Exercise brief: For this exercise, return exactly the lines of the material below that begin at the one with "filename crates/taskforge-core/tests/common/mod.rs" and stop after the one with "pub fn edit(&self, path: impl".

Provided information:

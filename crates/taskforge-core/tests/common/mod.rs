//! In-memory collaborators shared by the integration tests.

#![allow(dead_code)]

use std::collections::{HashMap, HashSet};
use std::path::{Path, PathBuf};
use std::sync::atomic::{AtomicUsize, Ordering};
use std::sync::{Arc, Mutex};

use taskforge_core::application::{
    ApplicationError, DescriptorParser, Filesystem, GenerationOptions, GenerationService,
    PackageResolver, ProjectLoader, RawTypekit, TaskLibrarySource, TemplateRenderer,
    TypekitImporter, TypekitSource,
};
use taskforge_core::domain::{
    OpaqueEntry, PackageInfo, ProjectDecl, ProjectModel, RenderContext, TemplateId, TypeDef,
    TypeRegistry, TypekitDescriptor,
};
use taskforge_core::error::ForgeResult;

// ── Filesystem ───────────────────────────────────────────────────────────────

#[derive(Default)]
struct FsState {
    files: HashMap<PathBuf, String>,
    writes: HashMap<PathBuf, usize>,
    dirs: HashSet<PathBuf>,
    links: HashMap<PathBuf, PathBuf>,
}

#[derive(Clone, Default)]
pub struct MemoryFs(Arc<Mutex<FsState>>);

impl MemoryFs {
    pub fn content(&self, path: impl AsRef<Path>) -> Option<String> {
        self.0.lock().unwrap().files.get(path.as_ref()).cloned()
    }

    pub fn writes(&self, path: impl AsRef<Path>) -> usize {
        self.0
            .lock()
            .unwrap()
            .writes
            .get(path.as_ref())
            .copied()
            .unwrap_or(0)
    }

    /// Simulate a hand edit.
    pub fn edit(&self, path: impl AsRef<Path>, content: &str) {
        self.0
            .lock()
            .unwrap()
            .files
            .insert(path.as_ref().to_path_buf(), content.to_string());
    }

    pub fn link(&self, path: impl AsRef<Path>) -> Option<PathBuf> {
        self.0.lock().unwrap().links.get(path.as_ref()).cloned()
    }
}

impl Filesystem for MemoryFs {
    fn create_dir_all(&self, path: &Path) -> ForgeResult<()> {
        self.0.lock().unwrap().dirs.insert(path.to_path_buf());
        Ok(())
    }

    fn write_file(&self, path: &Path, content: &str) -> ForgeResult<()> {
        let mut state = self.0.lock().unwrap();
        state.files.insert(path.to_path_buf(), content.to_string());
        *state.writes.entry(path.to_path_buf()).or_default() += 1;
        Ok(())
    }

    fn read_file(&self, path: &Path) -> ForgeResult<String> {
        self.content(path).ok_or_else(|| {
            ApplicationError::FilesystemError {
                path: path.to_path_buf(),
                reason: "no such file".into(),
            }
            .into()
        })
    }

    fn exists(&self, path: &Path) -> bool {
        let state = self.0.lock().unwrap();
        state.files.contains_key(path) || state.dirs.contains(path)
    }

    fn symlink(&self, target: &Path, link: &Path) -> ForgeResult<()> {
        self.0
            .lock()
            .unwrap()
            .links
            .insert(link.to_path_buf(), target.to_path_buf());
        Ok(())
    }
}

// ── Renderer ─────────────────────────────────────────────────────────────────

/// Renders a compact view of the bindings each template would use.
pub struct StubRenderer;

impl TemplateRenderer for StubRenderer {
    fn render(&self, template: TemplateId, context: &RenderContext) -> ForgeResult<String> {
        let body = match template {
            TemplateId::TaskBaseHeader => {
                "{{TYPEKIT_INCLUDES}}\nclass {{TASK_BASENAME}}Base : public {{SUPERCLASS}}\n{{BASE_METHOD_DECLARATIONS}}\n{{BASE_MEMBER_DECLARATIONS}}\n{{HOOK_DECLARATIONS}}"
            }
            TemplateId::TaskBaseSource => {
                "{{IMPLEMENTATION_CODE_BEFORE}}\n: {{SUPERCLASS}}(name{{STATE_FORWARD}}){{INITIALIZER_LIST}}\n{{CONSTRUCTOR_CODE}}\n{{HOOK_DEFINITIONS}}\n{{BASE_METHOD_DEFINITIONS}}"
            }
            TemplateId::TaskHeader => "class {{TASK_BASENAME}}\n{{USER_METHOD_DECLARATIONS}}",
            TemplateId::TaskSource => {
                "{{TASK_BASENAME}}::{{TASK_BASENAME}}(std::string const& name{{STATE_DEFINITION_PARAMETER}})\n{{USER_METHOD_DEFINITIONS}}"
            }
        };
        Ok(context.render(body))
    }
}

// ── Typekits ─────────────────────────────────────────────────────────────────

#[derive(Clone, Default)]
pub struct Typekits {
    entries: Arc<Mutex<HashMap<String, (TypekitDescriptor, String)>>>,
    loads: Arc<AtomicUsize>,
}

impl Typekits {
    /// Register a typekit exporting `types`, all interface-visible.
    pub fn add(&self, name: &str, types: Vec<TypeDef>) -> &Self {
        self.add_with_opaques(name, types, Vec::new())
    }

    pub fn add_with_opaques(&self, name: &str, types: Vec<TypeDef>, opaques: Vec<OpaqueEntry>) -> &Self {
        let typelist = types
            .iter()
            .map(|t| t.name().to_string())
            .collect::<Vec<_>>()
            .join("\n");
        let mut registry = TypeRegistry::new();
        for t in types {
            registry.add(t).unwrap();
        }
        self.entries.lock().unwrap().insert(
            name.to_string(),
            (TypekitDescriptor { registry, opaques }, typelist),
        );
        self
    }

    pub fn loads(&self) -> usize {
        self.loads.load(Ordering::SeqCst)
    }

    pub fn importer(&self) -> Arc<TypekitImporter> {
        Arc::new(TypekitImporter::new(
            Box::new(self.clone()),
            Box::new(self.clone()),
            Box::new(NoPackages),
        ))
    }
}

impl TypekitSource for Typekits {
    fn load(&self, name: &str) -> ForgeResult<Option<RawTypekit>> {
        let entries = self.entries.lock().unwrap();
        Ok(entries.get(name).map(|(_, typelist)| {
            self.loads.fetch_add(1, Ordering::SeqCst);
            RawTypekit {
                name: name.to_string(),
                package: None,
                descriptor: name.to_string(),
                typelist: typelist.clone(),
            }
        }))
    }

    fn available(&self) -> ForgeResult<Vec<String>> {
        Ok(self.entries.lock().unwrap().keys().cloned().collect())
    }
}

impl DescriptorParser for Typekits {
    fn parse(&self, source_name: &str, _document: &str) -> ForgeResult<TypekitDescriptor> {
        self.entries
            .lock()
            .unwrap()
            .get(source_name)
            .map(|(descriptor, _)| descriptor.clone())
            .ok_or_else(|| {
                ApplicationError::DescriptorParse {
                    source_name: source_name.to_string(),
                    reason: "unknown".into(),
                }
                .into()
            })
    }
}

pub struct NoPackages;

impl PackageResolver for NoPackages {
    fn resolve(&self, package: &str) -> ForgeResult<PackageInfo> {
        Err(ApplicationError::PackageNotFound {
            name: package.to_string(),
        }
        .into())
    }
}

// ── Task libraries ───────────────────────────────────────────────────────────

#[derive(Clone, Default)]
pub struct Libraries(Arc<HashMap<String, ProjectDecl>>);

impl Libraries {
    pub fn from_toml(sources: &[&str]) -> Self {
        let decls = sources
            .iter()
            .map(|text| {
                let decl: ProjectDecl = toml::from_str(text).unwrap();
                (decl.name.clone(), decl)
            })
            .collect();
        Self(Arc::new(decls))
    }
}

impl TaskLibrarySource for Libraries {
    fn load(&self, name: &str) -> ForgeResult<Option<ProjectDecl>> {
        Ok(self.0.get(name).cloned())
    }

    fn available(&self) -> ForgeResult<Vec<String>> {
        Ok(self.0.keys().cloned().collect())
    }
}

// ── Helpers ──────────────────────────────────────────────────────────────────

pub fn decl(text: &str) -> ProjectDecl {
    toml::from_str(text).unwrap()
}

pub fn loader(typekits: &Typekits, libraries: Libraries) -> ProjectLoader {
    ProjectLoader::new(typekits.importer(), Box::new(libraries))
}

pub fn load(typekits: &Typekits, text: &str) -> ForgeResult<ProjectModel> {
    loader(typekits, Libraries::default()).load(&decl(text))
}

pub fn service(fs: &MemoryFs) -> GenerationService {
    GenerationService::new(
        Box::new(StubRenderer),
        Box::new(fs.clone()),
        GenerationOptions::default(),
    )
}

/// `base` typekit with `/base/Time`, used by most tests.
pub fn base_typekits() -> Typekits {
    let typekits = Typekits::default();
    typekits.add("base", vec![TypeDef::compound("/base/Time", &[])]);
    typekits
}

* * *

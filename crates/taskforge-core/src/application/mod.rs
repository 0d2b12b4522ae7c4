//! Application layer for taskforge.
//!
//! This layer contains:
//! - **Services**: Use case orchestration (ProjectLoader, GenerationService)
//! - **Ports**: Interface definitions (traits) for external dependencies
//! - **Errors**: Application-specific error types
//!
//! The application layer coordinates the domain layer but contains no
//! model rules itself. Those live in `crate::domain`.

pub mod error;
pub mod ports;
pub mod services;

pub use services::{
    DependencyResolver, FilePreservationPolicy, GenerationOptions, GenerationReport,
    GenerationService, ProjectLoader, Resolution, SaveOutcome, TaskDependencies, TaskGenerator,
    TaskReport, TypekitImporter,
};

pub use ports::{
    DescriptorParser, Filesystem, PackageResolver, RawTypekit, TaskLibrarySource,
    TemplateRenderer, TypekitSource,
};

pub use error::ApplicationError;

Reply to the task:
filename crates/taskforge-core/tests/common/mod.rs
//! In-memory collaborators shared by the integration tests.

#![allow(dead_code)]

use std::collections::{HashMap, HashSet};
use std::path::{Path, PathBuf};
use std::sync::atomic::{AtomicUsize, Ordering};
use std::sync::{Arc, Mutex};

use taskforge_core::application::{
    ApplicationError, DescriptorParser, Filesystem, GenerationOptions, GenerationService,
    PackageResolver, ProjectLoader, RawTypekit, TaskLibrarySource, TemplateRenderer,
    TypekitImporter, TypekitSource,
};
use taskforge_core::domain::{
    OpaqueEntry, PackageInfo, ProjectDecl, ProjectModel, RenderContext, TemplateId, TypeDef,
    TypeRegistry, TypekitDescriptor,
};
use taskforge_core::error::ForgeResult;

// ── Filesystem ───────────────────────────────────────────────────────────────

#[derive(Default)]
struct FsState {
    files: HashMap<PathBuf, String>,
    writes: HashMap<PathBuf, usize>,
    dirs: HashSet<PathBuf>,
    links: HashMap<PathBuf, PathBuf>,
}

#[derive(Clone, Default)]
pub struct MemoryFs(Arc<Mutex<FsState>>);

impl MemoryFs {
    pub fn content(&self, path: impl AsRef<Path>) -> Option<String> {
        self.0.lock().unwrap().files.get(path.as_ref()).cloned()
    }

    pub fn writes(&self, path: impl AsRef<Path>) -> usize {
        self.0
            .lock()
            .unwrap()
            .writes
            .get(path.as_ref())
            .copied()
            .unwrap_or(0)
    }

    /// Simulate a hand edit.
    pub fn edit(&self, path: impl AsRef<Path>, content: &str) {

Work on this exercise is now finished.